El amor de un padre es una fuerza capaz de vencer cualquier adversidad. A los 15 años, la vida de Kenya dio un giro inesperado en el Hospital Nacional Dos de Mayo cuando fue diagnosticada con lupus, una compleja enfermedad autoinmunitaria lo cual desencadenó una insuficiencia renal crónica que deterioró rápidamente su salud, obligándola a depender por completo de tratamientos de diálisis peritoneal y hemodiálisis durante su adolescencia.
Ante la urgencia y el dolor de ver sufrir a su hija, Francisco tomó una decisión inmediata: se ofreció como donante de riñón. Tras una serie de exámenes médicos, llegó la noticia que devolvió la esperanza a la familia: ambos eran totalmente compatibles.
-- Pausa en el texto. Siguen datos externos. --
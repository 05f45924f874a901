#![deny(
    missing_debug_implementations,
    nonstandard_style,
    rust_2018_idioms,
    missing_docs
)]
#![warn(unreachable_pub, clippy::std_instead_of_core)]
#![doc = include_str!("../README.md")]

pub mod decl;
pub use decl::{
    FieldDecl, Import, ImportAliasTable, ImportTarget, LoadedFile, ModuleRoot, Package,
    SourceFile, StructType, TypeDecl, TypeExpr,
};
mod error;
pub use error::{Error, ParseError, Result};
pub mod frontend;
pub use frontend::Frontend;
#[cfg(feature = "go-parse")]
pub use frontend::{Memory, SourceDir};
mod cache;
pub use cache::PackageCache;
pub mod reference;
pub use reference::{classify, NamedType, TypeReference};
mod description;
pub use description::{FieldDescription, TypeDescription};
mod flatten;
mod resolve;
pub use resolve::{Options, Resolver};
#[cfg(feature = "go-parse")]
pub mod parse;
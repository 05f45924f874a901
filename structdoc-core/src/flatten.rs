use tracing::{trace, warn};

use crate::{
    decl::{LoadedFile, StructType},
    reference::{classify, TypeReference},
    resolve::Walk,
    Error, FieldDescription, Frontend, Result, TypeDescription,
};

/// The fields of one struct, and the descriptions it pulled in on the way.
#[derive(Debug)]
pub(crate) struct Flattened {
    pub(crate) fields: Vec<FieldDescription>,
    pub(crate) dependents: Vec<TypeDescription>,
}

impl<F> Walk<'_, F>
where
    F: Frontend,
{
    /// Flattens `st`, declared in `file` of `package` under the (possibly synthetic) name
    /// `enclosing`.
    ///
    /// Embedded structs are resolved and their fields spliced in where they are embedded.
    /// Inline structs are described as `enclosing.Field`.
    pub(crate) fn flatten(
        &mut self,
        file: &LoadedFile,
        st: &StructType,
        enclosing: &str,
        package: &str,
    ) -> Result<Flattened> {
        let mut fields = Vec::with_capacity(st.fields().len());
        let mut dependents = Vec::new();

        for field in st.fields() {
            let reference = classify(field.ty(), file.aliases(), package);

            if field.is_embedded() {
                let embedded = match reference.strip_pointers() {
                    TypeReference::Named(named) => named,
                    TypeReference::Foreign { .. } if self.options.skip_foreign_embeddings() => {
                        warn!(
                            "skipping `{}` embedded in `{enclosing}`: declared outside the module",
                            field.ty()
                        );
                        continue;
                    }
                    _ => {
                        return Err(Error::MalformedEmbedding {
                            enclosing: enclosing.to_string(),
                            embedded: field.ty().to_string(),
                        })
                    }
                };
                if self.embeds_itself(embedded) {
                    return Err(Error::CycleDetected(
                        self.chain(embedded.package(), embedded.name()),
                    ));
                }

                trace!("promoting fields of `{}` into `{enclosing}`", field.ty());
                let promoted: Option<(Vec<FieldDescription>, Vec<TypeDescription>)> =
                    if self.is_active(embedded) {
                        // Its dependents are already being resolved further up the chain.
                        self.promote(embedded)?.map(|fields| (fields, Vec::new()))
                    } else {
                        let mut resolved = self.resolve_embedded(embedded)?.into_iter();
                        resolved
                            .next()
                            .map(|first| (first.into_fields(), resolved.collect()))
                    };
                let Some((promoted, rest)) = promoted else {
                    return Err(Error::MalformedEmbedding {
                        enclosing: enclosing.to_string(),
                        embedded: field.ty().to_string(),
                    });
                };
                fields.extend(promoted);
                dependents.extend(rest);
                continue;
            }

            if let TypeReference::AnonymousComposite(inline) = reference.innermost() {
                for name in field.names() {
                    let synthetic = format!("{enclosing}.{name}");
                    let nested = self.flatten(file, inline, &synthetic, package)?;
                    dependents.push(TypeDescription::new(package, synthetic, nested.fields));
                    dependents.extend(nested.dependents);
                }
            }

            let ty = reference.signature();
            let name = field.external_name(self.options.tag_key());
            for _ in field.names() {
                fields.push(FieldDescription::new(
                    name.as_str(),
                    ty.as_str(),
                    field.description(),
                ));
            }
        }

        Ok(Flattened { fields, dependents })
    }

    /// Resolves the module types referenced by the named fields of `st`, including the fields
    /// of its inline structs, appending them to `types`.
    pub(crate) fn follow(
        &mut self,
        file: &LoadedFile,
        st: &StructType,
        package: &str,
        types: &mut Vec<TypeDescription>,
    ) -> Result<()> {
        for field in st.fields() {
            if field.is_embedded() {
                continue;
            }

            let reference = classify(field.ty(), file.aliases(), package);
            match reference.innermost() {
                TypeReference::Named(named) => {
                    for _ in field.names() {
                        self.resolve_dependent(named, types)?;
                    }
                }
                TypeReference::AnonymousComposite(inline) => {
                    for _ in field.names() {
                        self.follow(file, inline, package, types)?;
                    }
                }
                TypeReference::Builtin(_)
                | TypeReference::Foreign { .. }
                | TypeReference::Opaque
                | TypeReference::Pointer(_)
                | TypeReference::Sequence(_) => (),
            }
        }

        Ok(())
    }
}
Esta victoria por la vida requirió un esfuerzo médico coordinado debido a que el tratamiento iniciado en el Hospital Dos de Mayo continuó en el Instituto Nacional de Salud del Niño de San Borja (INSN-SB), donde el esperado trasplante se realizó con éxito el 6 de julio de 2024.
"Mi hija es lo más importante para mí; saber que gracias a esto tendrá una mejor calidad de vida me hace feliz. Ahora una parte de mí vive en ella y verla recuperada es mi mayor recompensa", mencionó Francisco, padre de Kenya.
La Dirección General de Donaciones, Trasplantes y Banco de Sangre (DIGDOT) del Ministerio de Salud (Minsa) recuerda que un solo donante puede salvar la vida de más de 10 personas y devolver la tranquilidad a familias enteras.
La decisión de Francisco fue un acto de amor que no solo salvó la vida de su hija, sino que también resalta la importancia de la donación de órganos en el país.
Hoy, a sus 19 años, Kenya sonríe otra vez y abraza un futuro lleno de sueños y metas por cumplir. Su padre, por su parte, lleva en el cuerpo la cicatriz del acto de amor más puro que puede entregar a su hija: el regalo de una segunda oportunidad de vida.